• **Assignment**:
Write out again the entries from the first line to the line that includes "train halving every", keeping both of those lines.

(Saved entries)
————————

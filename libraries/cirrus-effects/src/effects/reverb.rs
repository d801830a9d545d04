//! Reverb (feedback delay line)
//!
//! A 150 ms circular buffer with a 0.5 decay. The mixed output is written
//! back into the line, so one impulse produces an echo train halving every
//! `delay_len()` samples. Disabling drops the line and the pending tail with it;
//! the cut is abrupt, not faded.

use super::chain::PcmEffect;
use crate::pcm::clip16;
use cirrus_core::AudioFormat;
use tracing::debug;

/// Echo delay in seconds
pub const DELAY_SECONDS: f64 = 0.150;
/// Linear gain applied to the delayed signal
pub const DECAY: f64 = 0.5;

/// Delay line length for `format`, never less than one sample
pub fn delay_len_for(format: AudioFormat) -> usize {
    let len = f64::from(format.sample_rate.as_hz()) * DELAY_SECONDS * f64::from(format.channels);
    (len.round() as usize).max(1)
}

/// Feedback delay stage
#[derive(Debug, Clone)]
pub struct ReverbStage {
    enabled: bool,
    format: AudioFormat,
    /// Empty while disabled
    buffer: Vec<i16>,
    cursor: usize,
}

impl ReverbStage {
    /// Create a disabled reverb for the given format
    pub fn new(format: AudioFormat) -> Self {
        Self {
            enabled: false,
            format,
            buffer: Vec::new(),
            cursor: 0,
        }
    }

    /// Enable or disable the echo
    ///
    /// Enabling allocates a silent line for the last configured format.
    /// Disabling releases the line.
    pub fn set_enabled(&mut self, enabled: bool) {
        if enabled == self.enabled {
            return;
        }

        self.enabled = enabled;
        if enabled {
            self.allocate();
        } else {
            debug!("Reverb disabled, dropping {} sample delay line", self.buffer.len());
            self.buffer = Vec::new();
            self.cursor = 0;
        }
    }

    /// Whether the echo is switched on
    pub fn is_enabled(&self) -> bool {
        self.enabled
    }

    /// Reallocate the delay line for a new format
    pub fn on_format_change(&mut self, format: AudioFormat) {
        self.format = format;
        if self.enabled {
            self.allocate();
        }
    }

    /// Current delay line length in samples (0 while disabled)
    pub fn delay_len(&self) -> usize {
        self.buffer.len()
    }

    fn allocate(&mut self) {
        let len = delay_len_for(self.format);
        debug!(
            "Reverb delay line: {} samples ({} Hz, {} ch)",
            len,
            self.format.sample_rate.as_hz(),
            self.format.channels
        );
        self.buffer = vec![0; len];
        self.cursor = 0;
    }
}

impl PcmEffect for ReverbStage {
    fn configure(&mut self, format: AudioFormat) {
        self.on_format_change(format);
    }

    fn process(&mut self, buffer: &mut [i16]) {
        if !self.enabled || self.buffer.is_empty() {
            return;
        }

        let len = self.buffer.len();
        for sample in buffer.iter_mut() {
            let delayed = self.buffer[self.cursor];
            let out = clip16(f64::from(*sample) + f64::from(delayed) * DECAY);
            self.buffer[self.cursor] = out;
            *sample = out;

            self.cursor += 1;
            if self.cursor == len {
                self.cursor = 0;
            }
        }
    }

    fn reset(&mut self) {
        self.buffer.fill(0);
        self.cursor = 0;
    }

    fn is_active(&self) -> bool {
        self.enabled
    }

    fn name(&self) -> &str {
        "Reverb"
    }
}

#[cfg(test)]
mod tests {
    use super::*;

    #[test]
    fn delay_length_matches_format() {
        assert_eq!(delay_len_for(AudioFormat::pcm16(44_100, 2)), 13_230);
        assert_eq!(delay_len_for(AudioFormat::pcm16(48_000, 1)), 7_200);
        assert_eq!(delay_len_for(AudioFormat::pcm16(0, 2)), 1);
        assert_eq!(delay_len_for(AudioFormat::pcm16(44_100, 0)), 1);
    }

    #[test]
    fn disabled_passes_through() {
        let mut stage = ReverbStage::new(AudioFormat::cd_quality());
        let input: Vec<i16> = (0..1000).map(|i| (i * 7) as i16).collect();
        let mut buffer = input.clone();

        stage.process(&mut buffer);

        assert_eq!(buffer, input);
        assert_eq!(stage.delay_len(), 0);
    }

    #[test]
    fn enable_allocates_and_disable_releases() {
        let mut stage = ReverbStage::new(AudioFormat::pcm16(44_100, 1));
        stage.set_enabled(true);
        assert_eq!(stage.delay_len(), 6_615);

        stage.set_enabled(false);
        assert_eq!(stage.delay_len(), 0);
    }

    #[test]
    fn format_change_while_disabled_is_remembered() {
        let mut stage = ReverbStage::new(AudioFormat::cd_quality());
        stage.configure(AudioFormat::pcm16(48_000, 2));
        assert_eq!(stage.delay_len(), 0);

        stage.set_enabled(true);
        assert_eq!(stage.delay_len(), 14_400);
    }

    #[test]
    fn degenerate_format_uses_single_sample_line() {
        let mut stage = ReverbStage::new(AudioFormat::pcm16(0, 0));
        stage.set_enabled(true);
        assert_eq!(stage.delay_len(), 1);

        // Every sample echoes the previous output at half gain
        let mut buffer = [1000, 0, 0, 0];
        stage.process(&mut buffer);
        assert_eq!(buffer, [1000, 500, 250, 125]);
    }

    #[test]
    fn feedback_saturates_instead_of_wrapping() {
        let mut stage = ReverbStage::new(AudioFormat::pcm16(0, 1));
        stage.set_enabled(true);

        let mut buffer = [30_000, 30_000, 30_000, -30_000, -30_000, -30_000];
        stage.process(&mut buffer);

        assert_eq!(buffer[0], 30_000);
        assert_eq!(buffer[1], i16::MAX);
        assert_eq!(buffer[2], i16::MAX);
        // 32767 * 0.5 = 16383.5 pulls the first negative sample up
        assert_eq!(buffer[3], -13_616);
        assert_eq!(buffer[5], i16::MIN);
    }

    #[test]
    fn reset_silences_tail() {
        let mut stage = ReverbStage::new(AudioFormat::pcm16(0, 1));
        stage.set_enabled(true);
        stage.process(&mut [20_000]);

        stage.reset();
        let mut buffer = [0; 4];
        stage.process(&mut buffer);

        assert_eq!(buffer, [0; 4]);
    }
}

————————

• **The answer**:
filename libraries/cirrus-effects/src/effects/reverb.rs
repository d801830a9d545d04
//! Reverb (feedback delay line)
//!
//! A 150 ms circular buffer with a 0.5 decay. The mixed output is written
//! back into the line, so one impulse produces an echo train halving every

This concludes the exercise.